==== STUDY MATERIAL ====

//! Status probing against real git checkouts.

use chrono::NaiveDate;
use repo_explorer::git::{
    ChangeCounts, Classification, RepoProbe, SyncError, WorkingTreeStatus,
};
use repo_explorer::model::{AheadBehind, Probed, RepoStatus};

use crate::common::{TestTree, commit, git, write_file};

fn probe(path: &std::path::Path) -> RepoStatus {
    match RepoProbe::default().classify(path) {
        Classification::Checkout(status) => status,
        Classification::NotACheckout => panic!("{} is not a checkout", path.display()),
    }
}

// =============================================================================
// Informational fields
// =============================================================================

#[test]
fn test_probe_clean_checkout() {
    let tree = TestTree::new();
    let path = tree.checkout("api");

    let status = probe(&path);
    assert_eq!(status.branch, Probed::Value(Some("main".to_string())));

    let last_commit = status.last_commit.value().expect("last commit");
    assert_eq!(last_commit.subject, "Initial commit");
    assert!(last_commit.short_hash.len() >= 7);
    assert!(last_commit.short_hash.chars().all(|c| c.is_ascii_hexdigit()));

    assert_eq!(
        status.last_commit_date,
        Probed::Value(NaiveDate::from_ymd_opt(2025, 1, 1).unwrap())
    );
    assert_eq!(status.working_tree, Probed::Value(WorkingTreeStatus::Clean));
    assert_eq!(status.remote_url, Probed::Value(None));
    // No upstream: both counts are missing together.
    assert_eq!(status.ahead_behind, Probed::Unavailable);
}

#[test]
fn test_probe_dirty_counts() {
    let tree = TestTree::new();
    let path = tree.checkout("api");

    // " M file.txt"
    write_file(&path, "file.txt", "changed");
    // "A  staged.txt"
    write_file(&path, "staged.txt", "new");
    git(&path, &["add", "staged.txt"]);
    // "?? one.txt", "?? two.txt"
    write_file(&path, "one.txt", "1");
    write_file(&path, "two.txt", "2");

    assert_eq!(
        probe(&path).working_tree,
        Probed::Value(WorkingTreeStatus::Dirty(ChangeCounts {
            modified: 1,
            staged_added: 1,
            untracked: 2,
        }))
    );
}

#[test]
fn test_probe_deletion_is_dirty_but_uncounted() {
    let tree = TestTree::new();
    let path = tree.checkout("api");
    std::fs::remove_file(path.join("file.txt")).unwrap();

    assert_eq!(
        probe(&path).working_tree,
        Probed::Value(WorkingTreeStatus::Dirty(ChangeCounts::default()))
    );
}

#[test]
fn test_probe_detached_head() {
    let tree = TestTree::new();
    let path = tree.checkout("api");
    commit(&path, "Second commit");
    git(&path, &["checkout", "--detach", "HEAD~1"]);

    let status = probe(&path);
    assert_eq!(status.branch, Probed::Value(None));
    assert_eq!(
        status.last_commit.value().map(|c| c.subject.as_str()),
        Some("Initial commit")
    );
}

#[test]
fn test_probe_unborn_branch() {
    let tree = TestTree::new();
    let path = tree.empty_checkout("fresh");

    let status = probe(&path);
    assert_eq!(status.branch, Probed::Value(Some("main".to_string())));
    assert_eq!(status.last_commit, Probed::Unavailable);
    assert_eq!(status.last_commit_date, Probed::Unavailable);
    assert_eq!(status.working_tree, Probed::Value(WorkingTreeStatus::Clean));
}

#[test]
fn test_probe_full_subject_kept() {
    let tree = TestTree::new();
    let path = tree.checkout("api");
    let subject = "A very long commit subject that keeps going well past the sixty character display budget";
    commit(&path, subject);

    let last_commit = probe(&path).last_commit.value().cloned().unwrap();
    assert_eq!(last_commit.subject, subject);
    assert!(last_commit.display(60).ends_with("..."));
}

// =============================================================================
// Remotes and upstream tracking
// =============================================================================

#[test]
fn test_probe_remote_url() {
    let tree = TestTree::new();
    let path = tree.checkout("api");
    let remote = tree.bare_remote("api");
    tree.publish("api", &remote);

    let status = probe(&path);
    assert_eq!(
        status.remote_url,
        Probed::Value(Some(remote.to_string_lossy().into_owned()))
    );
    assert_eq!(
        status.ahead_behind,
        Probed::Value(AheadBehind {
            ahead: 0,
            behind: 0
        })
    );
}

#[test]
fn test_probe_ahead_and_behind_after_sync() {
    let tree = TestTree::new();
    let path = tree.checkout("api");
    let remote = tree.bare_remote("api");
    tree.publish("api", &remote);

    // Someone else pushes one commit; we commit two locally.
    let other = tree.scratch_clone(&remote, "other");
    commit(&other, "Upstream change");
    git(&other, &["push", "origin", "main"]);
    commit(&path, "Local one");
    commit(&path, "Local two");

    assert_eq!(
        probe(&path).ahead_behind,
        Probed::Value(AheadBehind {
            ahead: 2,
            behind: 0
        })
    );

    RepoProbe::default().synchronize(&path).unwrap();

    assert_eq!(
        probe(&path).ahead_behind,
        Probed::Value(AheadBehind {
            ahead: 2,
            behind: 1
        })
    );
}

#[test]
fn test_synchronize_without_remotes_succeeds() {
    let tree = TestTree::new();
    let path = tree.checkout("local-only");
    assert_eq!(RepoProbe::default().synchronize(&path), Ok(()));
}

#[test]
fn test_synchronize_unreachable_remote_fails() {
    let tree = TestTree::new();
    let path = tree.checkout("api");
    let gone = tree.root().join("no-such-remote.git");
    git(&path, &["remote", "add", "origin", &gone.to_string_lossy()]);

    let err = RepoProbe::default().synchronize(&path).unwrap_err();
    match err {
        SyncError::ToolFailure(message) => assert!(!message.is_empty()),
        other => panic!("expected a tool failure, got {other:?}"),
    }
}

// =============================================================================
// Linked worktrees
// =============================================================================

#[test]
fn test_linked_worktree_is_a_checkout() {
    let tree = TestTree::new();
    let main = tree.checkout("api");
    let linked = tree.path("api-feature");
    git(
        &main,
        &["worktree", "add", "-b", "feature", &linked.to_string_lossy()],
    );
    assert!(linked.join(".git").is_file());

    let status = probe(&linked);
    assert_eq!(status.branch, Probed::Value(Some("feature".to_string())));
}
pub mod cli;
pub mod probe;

====

:: TASK DIRECTIONS ::
Among the lines above, find those with the string "panic" and copy them.

:: WRITTEN ANSWER ::
        Classification::NotACheckout => panic!("{} is not a checkout", path.display()),
        other => panic!("expected a tool failure, got {other:?}"),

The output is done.